[Data extract]

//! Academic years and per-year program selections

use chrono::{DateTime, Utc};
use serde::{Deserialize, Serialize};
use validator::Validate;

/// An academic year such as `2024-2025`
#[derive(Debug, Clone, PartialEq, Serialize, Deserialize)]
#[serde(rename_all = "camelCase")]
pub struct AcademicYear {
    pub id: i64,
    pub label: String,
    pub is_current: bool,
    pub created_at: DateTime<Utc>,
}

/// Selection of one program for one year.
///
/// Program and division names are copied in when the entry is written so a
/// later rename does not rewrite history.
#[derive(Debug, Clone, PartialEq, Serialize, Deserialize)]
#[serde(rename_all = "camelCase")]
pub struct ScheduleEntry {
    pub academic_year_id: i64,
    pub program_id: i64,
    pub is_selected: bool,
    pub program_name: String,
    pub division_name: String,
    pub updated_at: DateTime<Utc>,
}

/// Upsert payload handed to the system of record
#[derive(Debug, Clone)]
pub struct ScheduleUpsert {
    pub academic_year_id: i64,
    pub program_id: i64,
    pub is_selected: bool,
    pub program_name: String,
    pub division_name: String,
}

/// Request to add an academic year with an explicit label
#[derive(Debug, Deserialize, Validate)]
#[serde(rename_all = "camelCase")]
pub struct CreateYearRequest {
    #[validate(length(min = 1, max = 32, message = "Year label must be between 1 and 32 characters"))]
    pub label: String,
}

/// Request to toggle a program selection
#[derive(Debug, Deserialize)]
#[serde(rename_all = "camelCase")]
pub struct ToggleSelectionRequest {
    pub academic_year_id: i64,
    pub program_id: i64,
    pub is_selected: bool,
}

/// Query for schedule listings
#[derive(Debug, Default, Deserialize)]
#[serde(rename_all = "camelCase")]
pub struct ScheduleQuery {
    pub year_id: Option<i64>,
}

...

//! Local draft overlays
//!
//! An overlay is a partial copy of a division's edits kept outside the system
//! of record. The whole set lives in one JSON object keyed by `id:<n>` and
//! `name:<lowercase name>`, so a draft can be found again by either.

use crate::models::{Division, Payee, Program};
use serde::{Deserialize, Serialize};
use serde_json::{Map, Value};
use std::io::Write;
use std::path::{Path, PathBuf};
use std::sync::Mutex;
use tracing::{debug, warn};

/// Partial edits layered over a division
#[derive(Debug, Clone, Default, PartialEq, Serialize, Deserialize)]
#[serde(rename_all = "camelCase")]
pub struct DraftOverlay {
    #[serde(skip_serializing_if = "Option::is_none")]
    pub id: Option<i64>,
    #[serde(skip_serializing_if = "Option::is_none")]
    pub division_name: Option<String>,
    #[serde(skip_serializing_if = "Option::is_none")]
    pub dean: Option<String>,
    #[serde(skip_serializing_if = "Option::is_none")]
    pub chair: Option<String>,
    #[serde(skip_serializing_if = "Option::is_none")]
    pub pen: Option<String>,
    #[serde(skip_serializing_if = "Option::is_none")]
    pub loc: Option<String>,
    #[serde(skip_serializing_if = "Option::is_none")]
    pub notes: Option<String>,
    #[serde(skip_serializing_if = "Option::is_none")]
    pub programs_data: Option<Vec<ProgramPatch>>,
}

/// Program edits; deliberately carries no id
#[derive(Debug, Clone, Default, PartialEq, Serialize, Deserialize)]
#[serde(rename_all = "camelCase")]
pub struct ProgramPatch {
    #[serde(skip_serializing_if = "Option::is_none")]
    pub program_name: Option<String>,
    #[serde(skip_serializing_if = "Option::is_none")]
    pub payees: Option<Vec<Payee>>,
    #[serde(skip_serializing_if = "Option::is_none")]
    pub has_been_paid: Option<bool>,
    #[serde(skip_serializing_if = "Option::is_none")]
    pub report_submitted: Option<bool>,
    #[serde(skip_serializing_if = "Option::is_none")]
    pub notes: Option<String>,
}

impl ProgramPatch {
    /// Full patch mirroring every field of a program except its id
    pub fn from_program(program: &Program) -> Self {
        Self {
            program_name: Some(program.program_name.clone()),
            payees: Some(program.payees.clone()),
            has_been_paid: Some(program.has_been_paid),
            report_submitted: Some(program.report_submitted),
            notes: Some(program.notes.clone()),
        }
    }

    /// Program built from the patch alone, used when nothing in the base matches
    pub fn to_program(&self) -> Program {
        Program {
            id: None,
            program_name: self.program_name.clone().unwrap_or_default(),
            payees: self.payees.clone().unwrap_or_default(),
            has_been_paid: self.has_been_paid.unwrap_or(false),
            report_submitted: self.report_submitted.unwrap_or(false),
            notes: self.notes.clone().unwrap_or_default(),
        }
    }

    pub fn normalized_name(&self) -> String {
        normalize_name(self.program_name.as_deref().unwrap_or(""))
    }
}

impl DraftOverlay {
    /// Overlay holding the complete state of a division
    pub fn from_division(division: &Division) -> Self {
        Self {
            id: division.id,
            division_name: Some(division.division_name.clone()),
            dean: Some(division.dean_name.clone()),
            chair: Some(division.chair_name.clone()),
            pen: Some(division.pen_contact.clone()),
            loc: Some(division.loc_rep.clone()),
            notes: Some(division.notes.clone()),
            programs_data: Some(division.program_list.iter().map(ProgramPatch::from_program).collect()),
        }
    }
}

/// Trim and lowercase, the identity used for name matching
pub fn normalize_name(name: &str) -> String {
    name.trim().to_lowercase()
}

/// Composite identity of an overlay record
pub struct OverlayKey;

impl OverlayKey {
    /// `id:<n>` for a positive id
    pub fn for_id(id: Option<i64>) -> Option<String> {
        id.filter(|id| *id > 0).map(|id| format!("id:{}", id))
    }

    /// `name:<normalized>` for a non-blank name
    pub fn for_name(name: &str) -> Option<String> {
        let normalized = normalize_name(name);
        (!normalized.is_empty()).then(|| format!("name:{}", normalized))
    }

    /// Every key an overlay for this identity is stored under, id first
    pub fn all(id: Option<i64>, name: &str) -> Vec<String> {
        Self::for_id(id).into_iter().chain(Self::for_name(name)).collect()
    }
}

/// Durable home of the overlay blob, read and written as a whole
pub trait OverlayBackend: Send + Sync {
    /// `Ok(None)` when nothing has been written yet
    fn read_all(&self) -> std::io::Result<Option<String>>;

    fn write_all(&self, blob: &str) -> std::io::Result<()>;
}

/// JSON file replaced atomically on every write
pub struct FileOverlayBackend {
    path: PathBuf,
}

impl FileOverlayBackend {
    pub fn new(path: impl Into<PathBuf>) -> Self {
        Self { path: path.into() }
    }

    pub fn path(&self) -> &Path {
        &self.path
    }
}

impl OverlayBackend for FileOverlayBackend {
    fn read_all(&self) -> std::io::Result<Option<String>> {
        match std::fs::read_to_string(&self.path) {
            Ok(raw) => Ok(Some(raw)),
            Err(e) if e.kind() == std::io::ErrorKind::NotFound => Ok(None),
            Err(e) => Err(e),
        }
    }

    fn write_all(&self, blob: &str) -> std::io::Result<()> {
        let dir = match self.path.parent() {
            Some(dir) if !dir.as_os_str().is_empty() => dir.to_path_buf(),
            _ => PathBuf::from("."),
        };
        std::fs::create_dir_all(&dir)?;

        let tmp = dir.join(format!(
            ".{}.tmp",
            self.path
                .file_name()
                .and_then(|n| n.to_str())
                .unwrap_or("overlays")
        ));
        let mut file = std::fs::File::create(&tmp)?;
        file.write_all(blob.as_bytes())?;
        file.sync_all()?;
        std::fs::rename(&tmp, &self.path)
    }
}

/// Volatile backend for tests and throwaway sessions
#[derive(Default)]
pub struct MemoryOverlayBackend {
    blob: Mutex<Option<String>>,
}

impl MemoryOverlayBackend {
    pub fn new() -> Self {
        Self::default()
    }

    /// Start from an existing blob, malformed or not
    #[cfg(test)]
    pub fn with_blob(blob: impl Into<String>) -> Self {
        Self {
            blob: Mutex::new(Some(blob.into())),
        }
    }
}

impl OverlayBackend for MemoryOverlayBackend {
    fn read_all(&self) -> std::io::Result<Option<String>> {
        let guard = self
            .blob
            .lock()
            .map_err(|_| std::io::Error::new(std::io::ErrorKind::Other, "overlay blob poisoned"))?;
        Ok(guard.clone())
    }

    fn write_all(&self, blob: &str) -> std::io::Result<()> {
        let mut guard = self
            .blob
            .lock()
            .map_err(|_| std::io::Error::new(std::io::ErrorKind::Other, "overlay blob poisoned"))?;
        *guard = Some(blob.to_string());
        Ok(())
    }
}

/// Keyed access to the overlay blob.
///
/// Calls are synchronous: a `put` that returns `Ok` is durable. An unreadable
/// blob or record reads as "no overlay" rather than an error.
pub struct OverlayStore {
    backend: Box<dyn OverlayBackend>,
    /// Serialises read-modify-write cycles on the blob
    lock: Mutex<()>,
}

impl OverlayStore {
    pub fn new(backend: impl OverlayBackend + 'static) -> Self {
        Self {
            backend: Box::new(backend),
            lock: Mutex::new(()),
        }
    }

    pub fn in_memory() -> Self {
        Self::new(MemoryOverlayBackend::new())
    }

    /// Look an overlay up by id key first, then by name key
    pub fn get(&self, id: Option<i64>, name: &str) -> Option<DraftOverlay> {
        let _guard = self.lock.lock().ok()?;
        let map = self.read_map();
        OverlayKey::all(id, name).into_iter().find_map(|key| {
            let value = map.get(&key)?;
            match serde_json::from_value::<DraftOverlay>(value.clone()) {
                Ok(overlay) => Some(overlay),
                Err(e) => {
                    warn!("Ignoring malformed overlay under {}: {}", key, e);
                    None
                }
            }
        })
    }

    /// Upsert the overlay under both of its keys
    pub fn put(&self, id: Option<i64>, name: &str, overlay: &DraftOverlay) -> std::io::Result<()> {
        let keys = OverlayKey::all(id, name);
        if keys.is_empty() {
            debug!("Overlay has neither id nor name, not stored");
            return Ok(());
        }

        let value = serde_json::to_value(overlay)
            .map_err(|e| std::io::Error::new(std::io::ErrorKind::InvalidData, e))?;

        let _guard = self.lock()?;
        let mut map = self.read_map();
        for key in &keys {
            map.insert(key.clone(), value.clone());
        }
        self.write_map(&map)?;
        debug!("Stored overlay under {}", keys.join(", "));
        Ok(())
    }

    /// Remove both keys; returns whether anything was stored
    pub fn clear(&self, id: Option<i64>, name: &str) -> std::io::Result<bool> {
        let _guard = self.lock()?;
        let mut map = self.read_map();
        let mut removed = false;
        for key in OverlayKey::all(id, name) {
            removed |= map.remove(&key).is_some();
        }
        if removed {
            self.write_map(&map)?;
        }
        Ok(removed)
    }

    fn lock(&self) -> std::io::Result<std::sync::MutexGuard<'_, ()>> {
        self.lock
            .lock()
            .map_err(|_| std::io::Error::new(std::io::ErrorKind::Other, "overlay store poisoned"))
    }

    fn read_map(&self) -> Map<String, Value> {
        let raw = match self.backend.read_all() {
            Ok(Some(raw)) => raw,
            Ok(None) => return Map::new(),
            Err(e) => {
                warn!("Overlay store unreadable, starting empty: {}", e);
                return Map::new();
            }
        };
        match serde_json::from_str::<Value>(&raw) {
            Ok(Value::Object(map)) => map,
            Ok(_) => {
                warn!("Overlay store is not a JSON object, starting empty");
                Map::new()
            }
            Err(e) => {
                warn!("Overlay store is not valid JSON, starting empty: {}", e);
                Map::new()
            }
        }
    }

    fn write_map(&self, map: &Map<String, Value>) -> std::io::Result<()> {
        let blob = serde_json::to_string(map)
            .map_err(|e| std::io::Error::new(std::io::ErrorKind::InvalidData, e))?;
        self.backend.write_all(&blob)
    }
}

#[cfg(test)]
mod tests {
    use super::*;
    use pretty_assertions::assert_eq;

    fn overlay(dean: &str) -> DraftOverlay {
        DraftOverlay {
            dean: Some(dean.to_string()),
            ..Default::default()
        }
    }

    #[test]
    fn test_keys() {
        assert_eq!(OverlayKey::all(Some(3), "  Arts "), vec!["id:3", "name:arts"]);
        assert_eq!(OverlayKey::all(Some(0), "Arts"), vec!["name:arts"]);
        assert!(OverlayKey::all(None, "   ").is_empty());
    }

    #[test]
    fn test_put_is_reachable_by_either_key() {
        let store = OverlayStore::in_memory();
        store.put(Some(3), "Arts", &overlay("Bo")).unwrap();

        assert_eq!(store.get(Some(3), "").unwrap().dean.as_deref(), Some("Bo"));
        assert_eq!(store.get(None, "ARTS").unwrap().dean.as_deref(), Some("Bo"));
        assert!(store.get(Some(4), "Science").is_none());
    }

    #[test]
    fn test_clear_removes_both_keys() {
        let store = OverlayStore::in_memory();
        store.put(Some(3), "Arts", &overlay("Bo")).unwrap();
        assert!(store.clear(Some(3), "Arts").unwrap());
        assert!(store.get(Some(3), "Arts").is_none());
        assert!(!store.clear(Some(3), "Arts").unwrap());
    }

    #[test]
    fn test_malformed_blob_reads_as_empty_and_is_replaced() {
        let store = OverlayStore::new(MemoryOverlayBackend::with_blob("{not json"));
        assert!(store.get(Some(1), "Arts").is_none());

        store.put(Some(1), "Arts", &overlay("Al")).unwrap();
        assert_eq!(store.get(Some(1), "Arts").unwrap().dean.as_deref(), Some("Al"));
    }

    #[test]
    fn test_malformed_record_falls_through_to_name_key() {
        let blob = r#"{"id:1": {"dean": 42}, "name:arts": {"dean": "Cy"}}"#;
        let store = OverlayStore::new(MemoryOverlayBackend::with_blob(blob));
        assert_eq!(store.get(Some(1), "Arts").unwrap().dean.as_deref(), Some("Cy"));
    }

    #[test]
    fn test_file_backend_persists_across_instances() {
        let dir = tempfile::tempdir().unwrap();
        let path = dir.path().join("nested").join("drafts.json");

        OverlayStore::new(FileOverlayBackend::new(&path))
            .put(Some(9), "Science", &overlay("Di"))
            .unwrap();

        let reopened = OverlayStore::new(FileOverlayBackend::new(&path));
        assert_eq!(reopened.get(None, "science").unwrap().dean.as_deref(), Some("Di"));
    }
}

---

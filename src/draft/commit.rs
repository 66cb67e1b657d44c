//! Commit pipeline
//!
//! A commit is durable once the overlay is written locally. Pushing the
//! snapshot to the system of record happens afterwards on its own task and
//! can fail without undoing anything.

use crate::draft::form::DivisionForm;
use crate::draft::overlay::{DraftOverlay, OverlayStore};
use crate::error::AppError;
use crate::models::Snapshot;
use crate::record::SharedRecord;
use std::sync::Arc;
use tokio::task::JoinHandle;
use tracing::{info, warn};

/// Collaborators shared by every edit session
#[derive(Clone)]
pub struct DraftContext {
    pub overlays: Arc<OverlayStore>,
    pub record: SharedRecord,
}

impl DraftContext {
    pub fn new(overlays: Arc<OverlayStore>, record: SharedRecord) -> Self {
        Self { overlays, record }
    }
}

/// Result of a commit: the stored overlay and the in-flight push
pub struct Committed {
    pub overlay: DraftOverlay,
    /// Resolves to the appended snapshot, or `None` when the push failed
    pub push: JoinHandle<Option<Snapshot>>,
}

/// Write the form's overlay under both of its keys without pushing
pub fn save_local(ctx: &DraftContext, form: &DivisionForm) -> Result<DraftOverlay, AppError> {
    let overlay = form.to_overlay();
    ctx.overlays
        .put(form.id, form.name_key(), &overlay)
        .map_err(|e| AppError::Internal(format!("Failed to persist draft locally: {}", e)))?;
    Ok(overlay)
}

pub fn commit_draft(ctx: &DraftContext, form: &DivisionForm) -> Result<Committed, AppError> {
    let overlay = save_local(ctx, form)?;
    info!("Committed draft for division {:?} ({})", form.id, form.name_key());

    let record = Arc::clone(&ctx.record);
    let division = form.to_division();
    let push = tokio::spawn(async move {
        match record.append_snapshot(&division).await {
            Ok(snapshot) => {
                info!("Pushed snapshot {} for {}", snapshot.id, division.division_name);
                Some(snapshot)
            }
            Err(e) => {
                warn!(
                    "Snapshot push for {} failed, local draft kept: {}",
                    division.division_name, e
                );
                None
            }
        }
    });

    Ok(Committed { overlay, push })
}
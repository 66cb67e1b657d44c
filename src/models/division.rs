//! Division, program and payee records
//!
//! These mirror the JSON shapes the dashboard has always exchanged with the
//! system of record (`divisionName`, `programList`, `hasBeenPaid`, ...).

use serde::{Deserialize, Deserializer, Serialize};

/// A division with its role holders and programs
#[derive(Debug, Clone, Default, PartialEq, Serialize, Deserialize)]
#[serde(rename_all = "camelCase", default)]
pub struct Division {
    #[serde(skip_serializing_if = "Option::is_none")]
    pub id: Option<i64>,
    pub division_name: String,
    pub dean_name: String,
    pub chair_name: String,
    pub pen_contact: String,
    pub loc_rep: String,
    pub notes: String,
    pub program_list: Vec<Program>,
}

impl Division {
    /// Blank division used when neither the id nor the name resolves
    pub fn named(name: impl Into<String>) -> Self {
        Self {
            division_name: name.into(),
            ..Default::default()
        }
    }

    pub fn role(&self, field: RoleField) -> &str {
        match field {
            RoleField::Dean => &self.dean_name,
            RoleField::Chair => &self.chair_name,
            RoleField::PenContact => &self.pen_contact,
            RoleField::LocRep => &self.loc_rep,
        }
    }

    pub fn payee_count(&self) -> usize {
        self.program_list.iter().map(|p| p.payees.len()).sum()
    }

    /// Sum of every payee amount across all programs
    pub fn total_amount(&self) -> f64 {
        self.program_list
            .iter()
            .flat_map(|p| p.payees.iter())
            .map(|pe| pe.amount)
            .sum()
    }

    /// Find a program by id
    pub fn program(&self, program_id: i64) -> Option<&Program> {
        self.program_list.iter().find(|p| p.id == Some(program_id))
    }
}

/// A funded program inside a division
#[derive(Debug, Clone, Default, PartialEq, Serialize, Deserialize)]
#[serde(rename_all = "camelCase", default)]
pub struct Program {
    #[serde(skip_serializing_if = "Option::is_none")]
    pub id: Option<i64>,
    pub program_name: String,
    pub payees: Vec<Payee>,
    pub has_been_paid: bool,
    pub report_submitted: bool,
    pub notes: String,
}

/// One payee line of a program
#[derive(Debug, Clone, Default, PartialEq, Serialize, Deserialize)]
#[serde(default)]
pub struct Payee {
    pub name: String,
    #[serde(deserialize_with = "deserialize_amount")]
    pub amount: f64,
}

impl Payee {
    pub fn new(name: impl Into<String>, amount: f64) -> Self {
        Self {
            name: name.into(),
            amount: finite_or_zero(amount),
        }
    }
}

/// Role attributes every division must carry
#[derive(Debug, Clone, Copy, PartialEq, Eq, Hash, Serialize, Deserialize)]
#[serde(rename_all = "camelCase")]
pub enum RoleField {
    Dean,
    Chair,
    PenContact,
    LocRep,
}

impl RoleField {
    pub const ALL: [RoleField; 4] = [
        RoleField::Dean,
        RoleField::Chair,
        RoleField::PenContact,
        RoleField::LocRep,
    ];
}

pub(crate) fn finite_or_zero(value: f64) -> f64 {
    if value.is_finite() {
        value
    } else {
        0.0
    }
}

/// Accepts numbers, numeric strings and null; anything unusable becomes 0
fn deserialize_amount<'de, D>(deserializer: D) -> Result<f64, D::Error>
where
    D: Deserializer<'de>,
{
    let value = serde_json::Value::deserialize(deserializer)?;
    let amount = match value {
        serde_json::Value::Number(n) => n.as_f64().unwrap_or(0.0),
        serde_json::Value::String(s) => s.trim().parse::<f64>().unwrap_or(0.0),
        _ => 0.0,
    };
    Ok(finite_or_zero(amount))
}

[Aim of the exercise]
For each line in the material above that contains the string "ProgramPatch", make a copy.

[Exercise solution]
    pub programs_data: Option<Vec<ProgramPatch>>,
pub struct ProgramPatch {
impl ProgramPatch {
            programs_data: Some(division.program_list.iter().map(ProgramPatch::from_program).collect()),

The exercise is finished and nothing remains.